** EXERCISE REQUIREMENTS **
For each line below, check whether "that" is present. Report how many lines have it, nothing else.

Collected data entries
◆ ◆ ◆ ◆ ◆
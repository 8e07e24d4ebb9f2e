//! Newtype IDs for type-safe entity references.
//!
//! Use the `define_id!` macro to create ID wrappers that prevent accidentally
//! mixing an entry id with an arbitrary integer (e.g. a list position).

/// Macro to define a type-safe ID wrapper.
///
/// Creates a newtype wrapper around `i64` with:
/// - `Serialize`/`Deserialize` with `#[serde(transparent)]`
/// - `Debug`, `Clone`, `Copy`, `PartialEq`, `Eq`, `PartialOrd`, `Ord`, `Hash`
/// - Conversion methods: `new()`, `as_i64()`, `next()`
/// - `From<i64>` and `Into<i64>` implementations
///
/// # Example
///
/// ```rust
/// # use showreel_core::define_id;
/// define_id!(ClipId);
///
/// let id = ClipId::new(3);
/// assert_eq!(id.next(), Some(ClipId::new(4)));
/// ```
#[macro_export]
macro_rules! define_id {
    ($name:ident) => {
        #[derive(
            Debug,
            Clone,
            Copy,
            PartialEq,
            Eq,
            PartialOrd,
            Ord,
            Hash,
            ::serde::Serialize,
            ::serde::Deserialize
        )]
        #[serde(transparent)]
        pub struct $name(i64);

        impl $name {
            /// The id handed to the first item of an empty collection.
            pub const FIRST: Self = Self(1);

            /// Create a new ID from an i64 value.
            #[must_use]
            pub const fn new(id: i64) -> Self {
                Self(id)
            }

            /// Get the underlying i64 value.
            #[must_use]
            pub const fn as_i64(&self) -> i64 {
                self.0
            }

            /// The id that follows this one, or `None` at `i64::MAX`.
            #[must_use]
            pub const fn next(self) -> Option<Self> {
                match self.0.checked_add(1) {
                    Some(id) => Some(Self(id)),
                    None => None,
                }
            }
        }

        impl ::core::fmt::Display for $name {
            fn fmt(&self, f: &mut ::core::fmt::Formatter<'_>) -> ::core::fmt::Result {
                write!(f, "{}", self.0)
            }
        }

        impl ::core::str::FromStr for $name {
            type Err = ::core::num::ParseIntError;

            fn from_str(s: &str) -> ::core::result::Result<Self, Self::Err> {
                s.trim().parse::<i64>().map(Self)
            }
        }

        impl From<i64> for $name {
            fn from(id: i64) -> Self {
                Self(id)
            }
        }

        impl From<$name> for i64 {
            fn from(id: $name) -> Self {
                id.0
            }
        }
    };
}

define_id!(EntryId);

#[cfg(test)]
mod tests {
    use super::*;

    #[test]
    fn test_entry_id_serializes_as_plain_number() {
        let json = serde_json::to_string(&EntryId::new(7)).expect("serialize");
        assert_eq!(json, "7");

        let id: EntryId = serde_json::from_str("12").expect("deserialize");
        assert_eq!(id.as_i64(), 12);
    }

    #[test]
    fn test_entry_id_parse() {
        assert_eq!(" 5 ".parse::<EntryId>().ok(), Some(EntryId::new(5)));
        assert!("five".parse::<EntryId>().is_err());
    }

    #[test]
    fn test_entry_id_next_and_ordering() {
        assert_eq!(EntryId::FIRST.next(), Some(EntryId::new(2)));
        assert!(EntryId::new(2) > EntryId::new(1));
        assert_eq!(EntryId::new(i64::MAX).next(), None);
    }
}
◆ ◆ ◆ ◆ ◆
** REPLY **
2